Aturan Tidak Lagi Digubris

Feb 11, 2013 No Comments by

Bandung, Kompas – Sebagian besar hutan lindung penyangga daerah aliran sungai di Jawa Barat kini rusak parah. Selain dipicu tekanan penduduk, kerusakan alam yang makin lama makin masif itu juga disebabkan inkonsistensi penataan ruang wilayah oleh pemerintah daerah masing-masing. Aturan yang dibuat pun sama sekali tidak digubris.

”Bertahun-tahun perusakan alam dibiarkan karena pemerintah provinsi tak mampu mengendalikan bupati/wali kota,” kata sesepuh Jawa Barat, Solihin GP, Sabtu (2/2), di Bandung.

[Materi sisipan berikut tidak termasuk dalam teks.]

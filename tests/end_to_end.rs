//! End-to-end pipeline tests against the built-in pattern seed.
//!
//! Covers the seed scenarios for the full five-stage flow plus the
//! cross-stage properties (word preservation, canonical regions, slug
//! shape, connector handling).

use std::collections::HashMap;
use std::sync::Arc;

use titlemill::engine::pipeline::{TitlePipeline, DEFAULT_TITLE_BUDGET};
use titlemill::engine::runner::BatchRunner;
use titlemill::patterns::store::{self, SqlitePatternStore};
use titlemill::patterns::{seed, PatternLibrary};
use titlemill::types::{MarketTermType, PipelineResult, PipelineStatus};

fn pipeline() -> TitlePipeline {
    let library = PatternLibrary::from_records(seed::builtin_patterns()).unwrap();
    TitlePipeline::new(Arc::new(library), DEFAULT_TITLE_BUDGET)
}

fn process(title: &str) -> PipelineResult {
    pipeline().process(title)
}

// ---------------------------------------------------------------------------
// Seed scenarios
// ---------------------------------------------------------------------------

#[test]
fn scenario_standard_with_region_alias_and_range() {
    let result = process("APAC Personal Protective Equipment Market Analysis, 2024-2029");
    assert_eq!(result.status, PipelineStatus::Ok);
    assert_eq!(result.market_term_type, MarketTermType::Standard);
    assert_eq!(result.extracted_date_range.as_deref(), Some("2024-2029"));
    assert_eq!(result.extracted_report_type.as_deref(), Some("Market Analysis"));
    assert_eq!(result.extracted_regions, vec!["Asia Pacific"]);
    assert_eq!(result.topic, "Personal Protective Equipment");
    assert_eq!(result.topic_name, "personal-protective-equipment");
}

#[test]
fn scenario_market_in_with_preserved_context() {
    let result =
        process("Artificial Intelligence (AI) Market in Automotive Outlook & Trends, 2025-2035");
    assert_eq!(result.market_term_type, MarketTermType::MarketIn);
    assert_eq!(result.extracted_date_range.as_deref(), Some("2025-2035"));
    assert_eq!(
        result.extracted_report_type.as_deref(),
        Some("Market Outlook & Trends")
    );
    assert!(result.extracted_regions.is_empty());
    assert_eq!(result.topic, "Artificial Intelligence (AI) in Automotive");
    assert_eq!(result.topic_name, "artificial-intelligence-ai-in-automotive");
}

#[test]
fn scenario_market_in_with_geographic_object() {
    let result = process("Retail Market in Singapore - Size, Outlook & Statistics");
    assert_eq!(result.market_term_type, MarketTermType::MarketIn);
    assert!(result.extracted_date_range.is_none());
    assert_eq!(
        result.extracted_report_type.as_deref(),
        Some("Market Size Outlook Statistics")
    );
    assert_eq!(result.extracted_regions, vec!["Singapore"]);
    assert_eq!(result.topic, "Retail");
    assert_eq!(result.topic_name, "retail");
}

#[test]
fn scenario_acronym_preserved_through_report_type() {
    let result = process("Real-Time Locating Systems Market Size, RTLS Industry Report, 2025");
    assert_eq!(result.extracted_date_range.as_deref(), Some("2025"));
    assert_eq!(
        result.extracted_report_type.as_deref(),
        Some("Market Size Industry Report")
    );
    assert!(result.extracted_regions.is_empty());
    assert!(result.topic.contains("RTLS"));
    assert_eq!(result.topic, "Real-Time Locating Systems RTLS");
}

#[test]
fn scenario_separator_consumed_between_regions() {
    let result = process("U.S. And Europe Digital Pathology Market");
    assert_eq!(
        result.extracted_regions,
        vec!["United States", "Europe"]
    );
    assert_eq!(result.topic, "Digital Pathology");
    assert_eq!(result.topic_name, "digital-pathology");
}

#[test]
fn scenario_parenthesized_range_with_preserved_word() {
    let result = process("Battery Fuel Gauge Market (Forecast 2020-2030)");
    assert_eq!(result.extracted_date_range.as_deref(), Some("2020-2030"));
    assert_eq!(
        result.extracted_report_type.as_deref(),
        Some("Market Forecast")
    );
    assert_eq!(result.topic, "Battery Fuel Gauge");
}

// ---------------------------------------------------------------------------
// Boundary behaviors
// ---------------------------------------------------------------------------

#[test]
fn archived_alias_does_not_match() {
    let result = process("ID card printer Market");
    assert!(result.extracted_regions.is_empty());
    assert_eq!(result.topic, "ID card printer");
}

#[test]
fn compound_regions_win_over_components() {
    let result = process("North America and Europe Intravenous Infusion Pumps Market");
    assert_eq!(result.extracted_regions, vec!["North America", "Europe"]);
    assert_eq!(result.topic, "Intravenous Infusion Pumps");
}

#[test]
fn canonical_compound_stays_whole() {
    let result = process("Bosnia and Herzegovina Market");
    assert_eq!(result.extracted_regions, vec!["Bosnia and Herzegovina"]);
}

#[test]
fn bare_market_law() {
    for topic in ["Underwater Basket Weaving", "Graphene", "Cold Chain Logistics"] {
        let result = process(&format!("{topic} Market"));
        assert_eq!(result.extracted_report_type.as_deref(), Some("Market"));
        assert!(result.extracted_date_range.is_none());
        assert!(result.extracted_regions.is_empty());
        assert_eq!(result.topic, topic);
    }
}

// ---------------------------------------------------------------------------
// Cross-stage properties
// ---------------------------------------------------------------------------

/// Lower-cased non-separator words of a string, as a multiset.
fn word_multiset(s: &str) -> HashMap<String, usize> {
    let mut words = HashMap::new();
    for token in s.split_whitespace() {
        let cleaned = token
            .trim_matches(|c: char| !c.is_alphanumeric())
            .to_lowercase();
        if cleaned.is_empty() || ["and", "plus", "or"].contains(&cleaned.as_str()) {
            continue;
        }
        *words.entry(cleaned).or_insert(0) += 1;
    }
    words
}

#[test]
fn report_type_extraction_preserves_words() {
    // Report type + remaining title must carry every non-separator word of
    // the date-cleaned title, with the accepted keywords moved, not lost.
    let titles = [
        "Real-Time Locating Systems Market Size, RTLS Industry Report",
        "In Vitro Diagnostics Market Size, Share Report",
        "Oilfield Services Market Size & Share Report",
        "Global Industry Report Market Outlook",
    ];
    let library = Arc::new(PatternLibrary::from_records(seed::builtin_patterns()).unwrap());
    let classifier = titlemill::stages::classifier::Classifier::new(library.clone());
    let extractor = titlemill::stages::report_type::ReportTypeExtractor::new(library);

    for title in titles {
        let classification = classifier.classify(title);
        let result = extractor
            .extract(
                title,
                &classification,
                &titlemill::stages::CancelToken::unbounded(),
            )
            .unwrap();
        let recombined = format!(
            "{} {}",
            result.extracted_report_type.as_deref().unwrap_or(""),
            result.title
        );
        assert_eq!(
            word_multiset(title),
            word_multiset(&recombined),
            "word multiset drifted for: {title}"
        );
    }
}

#[test]
fn regions_are_canonical_and_unique() {
    let titles = [
        "APAC and Europe and APAC Widgets Market",
        "U.S. And Europe Digital Pathology Market",
        "LATAM Agricultural Drones Market Report",
    ];
    for title in titles {
        let result = process(title);
        let mut seen = std::collections::HashSet::new();
        for region in &result.extracted_regions {
            assert!(seen.insert(region.clone()), "duplicate region in {title}");
            // Canonical terms are title-like, never short-form aliases.
            assert!(region.len() > 3, "alias leaked for {title}: {region}");
        }
    }
}

#[test]
fn topic_name_shape_always_holds() {
    let titles = [
        "APAC Personal Protective Equipment Market Analysis, 2024-2029",
        "Oil & Gas Pipeline Market Outlook 2031",
        "A/B Testing Tools Market Report",
        "Bosnia and Herzegovina Market",
        "Design + Build Services Market Study",
    ];
    for title in titles {
        let result = process(title);
        let name = &result.topic_name;
        assert!(!name.starts_with('-') && !name.ends_with('-'), "{title}: {name}");
        assert!(!name.contains("--"), "{title}: {name}");
        assert!(
            name.chars()
                .all(|c| c.is_ascii_lowercase() || c.is_ascii_digit() || c == '-'),
            "{title}: {name}"
        );
    }
}

#[test]
fn connector_survives_iff_object_survives() {
    // Geographic object: connector stripped with it.
    let result = process("Retail Market in Singapore - Size, Outlook & Statistics");
    assert!(!result.topic.contains(" in"));

    // Non-geographic object: connector stays.
    let result = process("Artificial Intelligence (AI) Market in Automotive Outlook & Trends");
    assert!(result.topic.contains(" in "));
}

#[test]
fn empty_topic_is_valid_but_flagged() {
    let result = process("Europe Market Report, 2030");
    assert_eq!(result.status, PipelineStatus::Ok);
    assert_eq!(result.topic, "");
    assert_eq!(result.topic_name, "");
    assert!((result.confidence_scores.topic - 0.3).abs() < f64::EPSILON);
}

// ---------------------------------------------------------------------------
// Store-backed run
// ---------------------------------------------------------------------------

#[tokio::test]
async fn full_run_through_sqlite_store_and_worker_pool() {
    let sqlite = SqlitePatternStore::connect("sqlite::memory:").await.unwrap();
    sqlite.insert_all(&seed::builtin_patterns()).await.unwrap();
    let library = Arc::new(store::load_library(&sqlite).await.unwrap());

    let pipeline = Arc::new(TitlePipeline::new(library, DEFAULT_TITLE_BUDGET));
    let runner = BatchRunner::new(pipeline, 3);

    let titles: Vec<String> = vec![
        "APAC Personal Protective Equipment Market Analysis, 2024-2029".to_string(),
        "Battery Fuel Gauge Market (Forecast 2020-2030)".to_string(),
        "U.S. And Europe Digital Pathology Market".to_string(),
        "Retail Market in Singapore - Size, Outlook & Statistics".to_string(),
    ];
    let (results, report) = runner.run(titles).await;

    assert_eq!(report.processed, 4);
    assert_eq!(report.ok, 4);
    assert_eq!(report.dates_found, 2);
    assert_eq!(report.titles_with_regions, 3);
    assert_eq!(results[0].extracted_regions, vec!["Asia Pacific"]);
    assert_eq!(results[3].topic, "Retail");
}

Pembiaran itu berpokok pada kebijakan lingkungan yang tidak selaras antarpemerintah daerah. Ini termasuk antara Pemerintah Provinsi Jabar dan pemerintah daerah 27 kota/kabupaten. Perda cenderung tidak pro-lingkungan dan kesejahteraan rakyat. ”Yang diutamakan hanya mendongkrak pendapatan asli daerah dan bahkan kongkalikong dengan para pemodal,” ungkap Solihin.

Amat mengganggu

Kepala Badan Pengendali Lingkungan Hidup Daerah (BPLHD) Jabar Setiawan Wangsaatmaja membenarkan, problem birokrasi dan otonomi daerah amat mengganggu kelestarian lingkungan. Contohnya, Pemprov Jabar tidak bisa memaksakan target 45 persen daerah kawasan hijau dalam program provinsi hijau jika kabupaten/kota tidak memiliki komitmen atas target pemprov itu. ”Perizinan dan pengaturan lahan sepenuhnya kewenangan daerah kota/kabupaten. Di sinilah letak kesulitannya,” ujarnya.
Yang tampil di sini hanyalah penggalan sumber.